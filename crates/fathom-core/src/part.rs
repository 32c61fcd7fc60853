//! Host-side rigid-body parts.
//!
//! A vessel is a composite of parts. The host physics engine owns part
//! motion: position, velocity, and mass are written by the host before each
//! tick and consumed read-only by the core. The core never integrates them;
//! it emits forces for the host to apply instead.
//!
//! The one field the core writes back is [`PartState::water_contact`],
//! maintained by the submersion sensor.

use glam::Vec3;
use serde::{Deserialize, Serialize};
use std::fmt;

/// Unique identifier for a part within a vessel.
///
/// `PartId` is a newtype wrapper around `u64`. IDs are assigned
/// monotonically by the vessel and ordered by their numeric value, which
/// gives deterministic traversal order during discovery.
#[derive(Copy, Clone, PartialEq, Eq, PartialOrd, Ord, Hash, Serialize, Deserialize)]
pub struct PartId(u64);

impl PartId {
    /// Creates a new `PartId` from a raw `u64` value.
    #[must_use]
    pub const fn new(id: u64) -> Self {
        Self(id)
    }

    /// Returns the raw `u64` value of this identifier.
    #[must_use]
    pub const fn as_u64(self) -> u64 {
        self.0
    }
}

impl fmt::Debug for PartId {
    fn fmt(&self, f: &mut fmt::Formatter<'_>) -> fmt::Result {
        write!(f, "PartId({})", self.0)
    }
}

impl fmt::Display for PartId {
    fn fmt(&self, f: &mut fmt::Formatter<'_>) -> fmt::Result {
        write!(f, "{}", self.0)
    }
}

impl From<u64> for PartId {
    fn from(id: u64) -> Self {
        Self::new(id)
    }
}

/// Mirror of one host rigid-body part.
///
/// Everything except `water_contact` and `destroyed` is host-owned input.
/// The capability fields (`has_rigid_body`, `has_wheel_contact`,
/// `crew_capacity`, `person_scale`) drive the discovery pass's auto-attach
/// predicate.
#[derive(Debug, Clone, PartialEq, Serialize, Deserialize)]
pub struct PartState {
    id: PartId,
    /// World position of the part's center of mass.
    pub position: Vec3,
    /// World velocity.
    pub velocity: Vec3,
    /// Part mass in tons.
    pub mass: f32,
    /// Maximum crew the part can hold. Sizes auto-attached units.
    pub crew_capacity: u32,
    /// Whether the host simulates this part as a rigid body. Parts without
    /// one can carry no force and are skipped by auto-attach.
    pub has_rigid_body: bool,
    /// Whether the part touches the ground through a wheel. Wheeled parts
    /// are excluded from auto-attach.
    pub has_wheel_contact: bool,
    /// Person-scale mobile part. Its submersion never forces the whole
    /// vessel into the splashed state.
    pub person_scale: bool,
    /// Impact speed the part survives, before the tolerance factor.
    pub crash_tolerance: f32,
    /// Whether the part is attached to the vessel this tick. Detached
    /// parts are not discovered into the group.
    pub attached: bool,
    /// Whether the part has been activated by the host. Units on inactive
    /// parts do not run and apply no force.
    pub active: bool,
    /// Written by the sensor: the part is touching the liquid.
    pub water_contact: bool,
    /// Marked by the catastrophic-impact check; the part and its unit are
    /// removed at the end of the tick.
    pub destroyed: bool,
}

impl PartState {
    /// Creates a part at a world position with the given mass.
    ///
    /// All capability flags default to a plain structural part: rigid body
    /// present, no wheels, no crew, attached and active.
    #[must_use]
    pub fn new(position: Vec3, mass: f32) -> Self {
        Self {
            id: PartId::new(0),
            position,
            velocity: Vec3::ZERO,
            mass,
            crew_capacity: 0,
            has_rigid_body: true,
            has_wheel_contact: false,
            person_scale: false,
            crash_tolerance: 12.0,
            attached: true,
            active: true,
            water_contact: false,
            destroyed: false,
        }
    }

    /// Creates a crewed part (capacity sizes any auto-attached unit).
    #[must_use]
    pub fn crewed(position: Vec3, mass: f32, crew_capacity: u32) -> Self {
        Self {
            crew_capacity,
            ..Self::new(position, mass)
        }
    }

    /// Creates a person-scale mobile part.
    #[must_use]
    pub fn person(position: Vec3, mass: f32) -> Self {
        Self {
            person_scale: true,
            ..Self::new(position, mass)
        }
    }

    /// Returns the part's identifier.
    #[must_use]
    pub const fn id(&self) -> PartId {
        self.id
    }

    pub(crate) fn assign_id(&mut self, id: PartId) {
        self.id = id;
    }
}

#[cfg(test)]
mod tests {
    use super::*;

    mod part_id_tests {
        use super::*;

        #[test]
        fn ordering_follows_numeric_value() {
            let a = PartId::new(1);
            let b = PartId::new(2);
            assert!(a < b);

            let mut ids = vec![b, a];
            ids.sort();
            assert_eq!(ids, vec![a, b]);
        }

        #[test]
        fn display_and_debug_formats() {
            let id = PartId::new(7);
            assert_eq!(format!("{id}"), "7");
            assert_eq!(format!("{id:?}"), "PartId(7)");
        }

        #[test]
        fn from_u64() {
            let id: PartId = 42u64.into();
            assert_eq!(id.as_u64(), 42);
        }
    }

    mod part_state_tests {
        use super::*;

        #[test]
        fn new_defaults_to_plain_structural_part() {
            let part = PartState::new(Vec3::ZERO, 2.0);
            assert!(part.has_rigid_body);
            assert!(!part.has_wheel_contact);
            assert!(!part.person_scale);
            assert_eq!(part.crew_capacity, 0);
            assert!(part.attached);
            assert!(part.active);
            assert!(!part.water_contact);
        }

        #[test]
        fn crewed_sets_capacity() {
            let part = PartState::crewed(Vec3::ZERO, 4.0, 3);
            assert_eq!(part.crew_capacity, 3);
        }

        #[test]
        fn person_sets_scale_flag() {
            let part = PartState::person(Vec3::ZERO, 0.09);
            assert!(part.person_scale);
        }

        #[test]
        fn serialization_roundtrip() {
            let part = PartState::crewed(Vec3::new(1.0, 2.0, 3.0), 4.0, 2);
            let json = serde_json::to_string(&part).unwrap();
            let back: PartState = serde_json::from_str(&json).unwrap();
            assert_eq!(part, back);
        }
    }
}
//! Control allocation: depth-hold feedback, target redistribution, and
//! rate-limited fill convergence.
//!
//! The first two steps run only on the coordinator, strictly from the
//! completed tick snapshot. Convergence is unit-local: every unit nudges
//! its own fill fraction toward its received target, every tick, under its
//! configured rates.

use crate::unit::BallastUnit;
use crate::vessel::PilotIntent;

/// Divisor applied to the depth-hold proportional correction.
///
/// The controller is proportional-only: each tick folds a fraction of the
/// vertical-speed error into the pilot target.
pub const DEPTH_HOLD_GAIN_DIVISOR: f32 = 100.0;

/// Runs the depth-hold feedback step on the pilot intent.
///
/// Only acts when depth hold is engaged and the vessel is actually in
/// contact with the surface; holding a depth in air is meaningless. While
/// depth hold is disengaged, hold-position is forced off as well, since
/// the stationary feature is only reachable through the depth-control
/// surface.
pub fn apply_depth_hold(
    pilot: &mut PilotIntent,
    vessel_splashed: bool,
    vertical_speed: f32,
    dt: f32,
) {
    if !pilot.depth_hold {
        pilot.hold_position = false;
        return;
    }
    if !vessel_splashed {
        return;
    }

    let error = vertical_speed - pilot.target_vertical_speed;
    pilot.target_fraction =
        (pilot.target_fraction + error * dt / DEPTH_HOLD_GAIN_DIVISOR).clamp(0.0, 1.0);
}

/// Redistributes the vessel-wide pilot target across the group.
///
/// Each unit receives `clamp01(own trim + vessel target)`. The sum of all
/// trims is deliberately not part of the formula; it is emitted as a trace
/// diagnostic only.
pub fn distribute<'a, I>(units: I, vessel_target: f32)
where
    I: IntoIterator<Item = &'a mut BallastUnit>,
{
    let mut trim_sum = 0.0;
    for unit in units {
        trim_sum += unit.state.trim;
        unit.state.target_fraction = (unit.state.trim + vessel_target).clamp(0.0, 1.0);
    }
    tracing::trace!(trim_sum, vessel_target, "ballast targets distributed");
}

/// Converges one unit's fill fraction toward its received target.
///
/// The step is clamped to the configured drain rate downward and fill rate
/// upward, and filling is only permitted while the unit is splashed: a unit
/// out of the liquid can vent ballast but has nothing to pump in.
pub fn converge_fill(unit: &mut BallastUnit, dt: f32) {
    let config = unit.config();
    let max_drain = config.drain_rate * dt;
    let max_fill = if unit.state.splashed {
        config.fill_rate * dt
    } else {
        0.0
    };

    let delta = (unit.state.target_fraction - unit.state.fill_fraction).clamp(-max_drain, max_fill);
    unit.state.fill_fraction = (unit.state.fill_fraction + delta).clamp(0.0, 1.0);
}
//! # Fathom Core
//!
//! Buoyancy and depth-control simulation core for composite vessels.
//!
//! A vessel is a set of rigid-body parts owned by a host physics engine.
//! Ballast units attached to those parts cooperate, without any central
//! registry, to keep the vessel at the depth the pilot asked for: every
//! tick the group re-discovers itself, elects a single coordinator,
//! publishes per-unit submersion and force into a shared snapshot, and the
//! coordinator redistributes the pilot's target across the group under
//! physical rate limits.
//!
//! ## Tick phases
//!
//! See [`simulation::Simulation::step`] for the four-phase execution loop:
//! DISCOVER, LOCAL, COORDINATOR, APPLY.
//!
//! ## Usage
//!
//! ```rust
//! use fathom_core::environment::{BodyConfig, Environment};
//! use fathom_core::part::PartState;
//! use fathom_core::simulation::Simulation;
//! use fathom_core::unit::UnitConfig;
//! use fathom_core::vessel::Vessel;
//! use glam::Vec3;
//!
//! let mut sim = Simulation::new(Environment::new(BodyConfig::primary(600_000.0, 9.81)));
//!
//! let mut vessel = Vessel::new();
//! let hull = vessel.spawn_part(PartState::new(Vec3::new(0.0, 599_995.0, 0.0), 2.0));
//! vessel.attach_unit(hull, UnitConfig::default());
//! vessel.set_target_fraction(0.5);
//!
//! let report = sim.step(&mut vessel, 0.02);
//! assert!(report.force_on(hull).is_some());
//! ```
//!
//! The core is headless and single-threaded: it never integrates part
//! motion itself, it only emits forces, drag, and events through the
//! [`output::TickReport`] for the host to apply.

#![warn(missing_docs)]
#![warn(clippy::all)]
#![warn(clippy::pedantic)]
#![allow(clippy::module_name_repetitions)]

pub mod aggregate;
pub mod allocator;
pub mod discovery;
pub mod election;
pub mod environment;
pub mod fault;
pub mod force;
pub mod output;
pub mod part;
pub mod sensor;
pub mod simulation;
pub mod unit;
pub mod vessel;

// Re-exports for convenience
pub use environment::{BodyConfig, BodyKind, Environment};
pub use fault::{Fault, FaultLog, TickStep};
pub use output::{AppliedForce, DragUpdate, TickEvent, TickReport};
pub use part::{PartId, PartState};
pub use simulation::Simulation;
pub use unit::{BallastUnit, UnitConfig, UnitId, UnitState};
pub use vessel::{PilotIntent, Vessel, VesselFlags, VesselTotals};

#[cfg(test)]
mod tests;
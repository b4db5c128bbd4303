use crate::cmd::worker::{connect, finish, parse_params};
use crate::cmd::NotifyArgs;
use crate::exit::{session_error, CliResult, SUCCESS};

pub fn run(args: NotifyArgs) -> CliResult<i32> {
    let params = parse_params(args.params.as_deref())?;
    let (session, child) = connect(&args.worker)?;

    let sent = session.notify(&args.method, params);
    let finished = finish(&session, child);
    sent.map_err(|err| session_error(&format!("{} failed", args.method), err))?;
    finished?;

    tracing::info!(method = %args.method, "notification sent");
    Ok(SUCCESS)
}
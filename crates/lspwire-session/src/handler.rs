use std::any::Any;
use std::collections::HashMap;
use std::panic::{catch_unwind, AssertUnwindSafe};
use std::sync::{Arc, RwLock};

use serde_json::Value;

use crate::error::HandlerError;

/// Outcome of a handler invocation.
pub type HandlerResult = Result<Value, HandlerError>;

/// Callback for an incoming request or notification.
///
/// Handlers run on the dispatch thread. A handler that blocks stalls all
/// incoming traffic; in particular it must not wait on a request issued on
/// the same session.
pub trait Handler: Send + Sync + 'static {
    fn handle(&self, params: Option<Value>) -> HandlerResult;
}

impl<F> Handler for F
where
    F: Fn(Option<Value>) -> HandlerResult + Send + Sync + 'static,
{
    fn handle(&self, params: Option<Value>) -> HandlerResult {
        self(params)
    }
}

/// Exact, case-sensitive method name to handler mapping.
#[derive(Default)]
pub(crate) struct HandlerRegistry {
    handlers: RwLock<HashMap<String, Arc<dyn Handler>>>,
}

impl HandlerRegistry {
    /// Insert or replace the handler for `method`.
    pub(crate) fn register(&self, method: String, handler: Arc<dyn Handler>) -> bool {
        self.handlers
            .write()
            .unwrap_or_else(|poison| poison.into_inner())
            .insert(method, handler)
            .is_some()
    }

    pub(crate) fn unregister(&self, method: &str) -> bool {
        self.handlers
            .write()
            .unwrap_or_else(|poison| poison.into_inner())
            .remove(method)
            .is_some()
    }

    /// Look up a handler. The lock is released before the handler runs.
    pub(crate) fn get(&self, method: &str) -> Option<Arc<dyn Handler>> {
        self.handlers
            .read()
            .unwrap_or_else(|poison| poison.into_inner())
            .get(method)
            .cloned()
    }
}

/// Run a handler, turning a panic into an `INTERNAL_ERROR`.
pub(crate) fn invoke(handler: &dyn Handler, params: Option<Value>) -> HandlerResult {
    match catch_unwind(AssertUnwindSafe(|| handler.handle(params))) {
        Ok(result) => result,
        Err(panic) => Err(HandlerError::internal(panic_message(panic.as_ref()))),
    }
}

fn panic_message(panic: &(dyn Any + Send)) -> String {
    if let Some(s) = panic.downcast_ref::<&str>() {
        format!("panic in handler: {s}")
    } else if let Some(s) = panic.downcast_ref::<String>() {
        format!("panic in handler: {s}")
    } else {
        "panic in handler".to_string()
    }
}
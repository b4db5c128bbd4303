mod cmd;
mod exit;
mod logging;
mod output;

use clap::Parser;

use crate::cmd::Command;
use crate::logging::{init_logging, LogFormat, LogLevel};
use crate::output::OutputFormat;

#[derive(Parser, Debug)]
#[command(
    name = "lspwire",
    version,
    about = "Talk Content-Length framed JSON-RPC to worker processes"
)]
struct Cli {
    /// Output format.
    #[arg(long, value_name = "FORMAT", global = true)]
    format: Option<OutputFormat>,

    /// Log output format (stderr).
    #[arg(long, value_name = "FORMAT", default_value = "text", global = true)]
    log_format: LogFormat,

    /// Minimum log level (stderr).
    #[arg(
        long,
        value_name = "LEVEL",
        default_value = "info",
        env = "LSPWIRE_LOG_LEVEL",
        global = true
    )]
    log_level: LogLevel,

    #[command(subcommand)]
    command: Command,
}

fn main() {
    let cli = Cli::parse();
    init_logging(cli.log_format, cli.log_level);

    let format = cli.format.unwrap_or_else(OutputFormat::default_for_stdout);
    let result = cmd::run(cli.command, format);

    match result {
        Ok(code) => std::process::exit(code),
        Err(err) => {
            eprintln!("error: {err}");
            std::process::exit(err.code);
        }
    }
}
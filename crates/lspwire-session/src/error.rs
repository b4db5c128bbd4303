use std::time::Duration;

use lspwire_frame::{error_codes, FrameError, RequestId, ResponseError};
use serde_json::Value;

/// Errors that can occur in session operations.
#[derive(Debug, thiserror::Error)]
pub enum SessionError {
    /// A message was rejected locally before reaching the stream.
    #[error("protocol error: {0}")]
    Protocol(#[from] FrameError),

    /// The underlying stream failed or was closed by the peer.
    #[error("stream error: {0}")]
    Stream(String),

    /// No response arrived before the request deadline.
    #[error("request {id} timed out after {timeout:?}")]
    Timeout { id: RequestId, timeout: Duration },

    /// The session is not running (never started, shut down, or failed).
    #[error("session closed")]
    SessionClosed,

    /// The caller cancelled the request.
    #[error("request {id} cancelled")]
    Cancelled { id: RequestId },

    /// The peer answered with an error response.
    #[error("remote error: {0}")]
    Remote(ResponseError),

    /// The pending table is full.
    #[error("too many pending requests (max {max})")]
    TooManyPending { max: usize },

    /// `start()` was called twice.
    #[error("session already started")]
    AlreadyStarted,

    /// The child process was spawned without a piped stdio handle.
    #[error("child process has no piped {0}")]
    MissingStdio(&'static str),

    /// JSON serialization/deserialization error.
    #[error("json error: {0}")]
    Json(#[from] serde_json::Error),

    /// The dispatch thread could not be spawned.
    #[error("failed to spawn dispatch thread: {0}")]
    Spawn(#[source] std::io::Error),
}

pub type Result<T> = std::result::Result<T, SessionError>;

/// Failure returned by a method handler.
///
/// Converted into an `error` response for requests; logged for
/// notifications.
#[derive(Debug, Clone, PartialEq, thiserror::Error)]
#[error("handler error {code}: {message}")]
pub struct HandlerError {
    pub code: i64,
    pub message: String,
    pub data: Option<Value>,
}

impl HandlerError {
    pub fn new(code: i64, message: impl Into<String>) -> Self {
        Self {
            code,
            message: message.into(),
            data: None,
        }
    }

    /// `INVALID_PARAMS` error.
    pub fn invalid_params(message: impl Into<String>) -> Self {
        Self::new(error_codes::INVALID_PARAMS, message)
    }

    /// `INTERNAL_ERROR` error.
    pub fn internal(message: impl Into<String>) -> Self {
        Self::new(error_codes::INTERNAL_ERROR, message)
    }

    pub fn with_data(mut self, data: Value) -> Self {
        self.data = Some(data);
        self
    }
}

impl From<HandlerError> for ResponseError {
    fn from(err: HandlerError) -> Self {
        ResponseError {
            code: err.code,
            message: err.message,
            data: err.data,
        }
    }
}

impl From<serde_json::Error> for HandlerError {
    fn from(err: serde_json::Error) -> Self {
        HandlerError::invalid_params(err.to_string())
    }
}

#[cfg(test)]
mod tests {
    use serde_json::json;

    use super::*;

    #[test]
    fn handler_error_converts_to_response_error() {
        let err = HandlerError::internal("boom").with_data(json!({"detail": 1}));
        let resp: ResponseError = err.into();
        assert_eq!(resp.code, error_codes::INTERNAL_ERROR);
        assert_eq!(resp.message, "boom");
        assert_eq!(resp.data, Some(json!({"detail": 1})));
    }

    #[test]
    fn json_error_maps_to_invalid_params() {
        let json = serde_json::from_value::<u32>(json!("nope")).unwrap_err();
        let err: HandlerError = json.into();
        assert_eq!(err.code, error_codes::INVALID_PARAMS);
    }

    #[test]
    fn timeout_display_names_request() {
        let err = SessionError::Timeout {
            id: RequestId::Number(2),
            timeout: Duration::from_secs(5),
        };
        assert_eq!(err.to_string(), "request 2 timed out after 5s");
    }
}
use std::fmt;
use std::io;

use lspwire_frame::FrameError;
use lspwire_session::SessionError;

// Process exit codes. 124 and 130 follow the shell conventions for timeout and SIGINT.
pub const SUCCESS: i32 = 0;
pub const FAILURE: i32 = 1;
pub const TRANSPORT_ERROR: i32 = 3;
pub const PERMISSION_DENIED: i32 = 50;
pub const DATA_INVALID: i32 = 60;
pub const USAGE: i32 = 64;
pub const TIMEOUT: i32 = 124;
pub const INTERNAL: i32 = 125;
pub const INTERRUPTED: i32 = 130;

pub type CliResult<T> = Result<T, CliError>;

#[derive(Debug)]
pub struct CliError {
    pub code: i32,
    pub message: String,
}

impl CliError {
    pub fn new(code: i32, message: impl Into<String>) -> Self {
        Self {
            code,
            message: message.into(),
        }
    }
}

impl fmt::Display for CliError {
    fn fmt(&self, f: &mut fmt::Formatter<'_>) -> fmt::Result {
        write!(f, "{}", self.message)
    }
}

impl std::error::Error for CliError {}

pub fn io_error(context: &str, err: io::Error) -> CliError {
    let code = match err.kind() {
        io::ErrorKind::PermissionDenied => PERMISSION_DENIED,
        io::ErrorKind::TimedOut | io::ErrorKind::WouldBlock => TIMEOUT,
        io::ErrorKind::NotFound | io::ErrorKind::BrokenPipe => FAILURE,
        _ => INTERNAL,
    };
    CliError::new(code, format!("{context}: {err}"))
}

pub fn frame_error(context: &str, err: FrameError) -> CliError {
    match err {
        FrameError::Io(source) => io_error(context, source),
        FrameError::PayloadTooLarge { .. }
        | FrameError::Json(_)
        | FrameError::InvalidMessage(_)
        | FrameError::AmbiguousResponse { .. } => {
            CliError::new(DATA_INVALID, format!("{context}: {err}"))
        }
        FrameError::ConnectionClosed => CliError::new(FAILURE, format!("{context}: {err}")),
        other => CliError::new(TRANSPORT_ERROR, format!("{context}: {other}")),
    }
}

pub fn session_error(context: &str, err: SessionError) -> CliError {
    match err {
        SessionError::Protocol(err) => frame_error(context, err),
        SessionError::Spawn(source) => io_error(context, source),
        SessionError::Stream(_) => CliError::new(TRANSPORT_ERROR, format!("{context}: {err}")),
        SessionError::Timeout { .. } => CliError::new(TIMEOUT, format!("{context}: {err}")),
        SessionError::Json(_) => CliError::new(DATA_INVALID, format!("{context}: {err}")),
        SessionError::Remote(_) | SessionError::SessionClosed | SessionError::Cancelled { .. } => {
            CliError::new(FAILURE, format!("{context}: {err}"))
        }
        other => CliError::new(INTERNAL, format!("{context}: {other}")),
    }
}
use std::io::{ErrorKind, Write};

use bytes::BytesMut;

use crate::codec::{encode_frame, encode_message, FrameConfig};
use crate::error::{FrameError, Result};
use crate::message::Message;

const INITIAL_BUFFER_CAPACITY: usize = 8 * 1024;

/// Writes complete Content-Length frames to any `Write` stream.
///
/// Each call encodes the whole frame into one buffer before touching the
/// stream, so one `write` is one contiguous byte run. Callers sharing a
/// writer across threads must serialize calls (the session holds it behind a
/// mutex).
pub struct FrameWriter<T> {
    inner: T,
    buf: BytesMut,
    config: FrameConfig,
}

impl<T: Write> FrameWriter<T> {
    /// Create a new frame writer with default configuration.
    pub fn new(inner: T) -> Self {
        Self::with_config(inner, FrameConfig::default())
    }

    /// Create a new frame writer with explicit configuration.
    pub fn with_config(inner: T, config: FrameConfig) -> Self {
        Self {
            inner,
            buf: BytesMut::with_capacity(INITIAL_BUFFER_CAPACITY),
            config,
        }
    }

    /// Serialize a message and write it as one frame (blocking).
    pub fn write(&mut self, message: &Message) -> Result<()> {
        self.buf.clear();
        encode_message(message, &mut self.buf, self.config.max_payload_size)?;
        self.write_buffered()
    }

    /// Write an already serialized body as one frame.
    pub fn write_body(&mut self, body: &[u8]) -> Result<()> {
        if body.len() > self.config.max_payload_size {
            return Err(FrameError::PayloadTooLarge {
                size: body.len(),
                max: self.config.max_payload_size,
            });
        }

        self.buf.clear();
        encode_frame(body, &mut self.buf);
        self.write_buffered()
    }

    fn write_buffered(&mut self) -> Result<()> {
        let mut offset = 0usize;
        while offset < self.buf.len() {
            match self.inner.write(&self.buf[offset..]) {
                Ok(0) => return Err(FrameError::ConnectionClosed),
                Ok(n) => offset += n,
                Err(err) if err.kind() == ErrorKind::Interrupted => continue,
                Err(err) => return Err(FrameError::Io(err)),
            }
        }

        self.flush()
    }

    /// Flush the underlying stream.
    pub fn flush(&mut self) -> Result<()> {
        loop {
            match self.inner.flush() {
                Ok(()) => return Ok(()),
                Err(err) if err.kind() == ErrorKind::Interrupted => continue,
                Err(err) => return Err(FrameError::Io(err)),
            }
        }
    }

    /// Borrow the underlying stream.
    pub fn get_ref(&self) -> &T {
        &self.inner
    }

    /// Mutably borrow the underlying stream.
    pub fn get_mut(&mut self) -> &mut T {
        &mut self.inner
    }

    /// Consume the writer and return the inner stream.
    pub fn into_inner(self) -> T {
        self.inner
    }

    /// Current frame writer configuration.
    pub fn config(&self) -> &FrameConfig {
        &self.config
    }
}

# [Task prompt]
Which lines of the listing contain the word "worker"? Copy each of them.

# [Output of the task]
use crate::cmd::worker::{connect, finish, parse_params};
    let (session, child) = connect(&args.worker)?;
    about = "Talk Content-Length framed JSON-RPC to worker processes"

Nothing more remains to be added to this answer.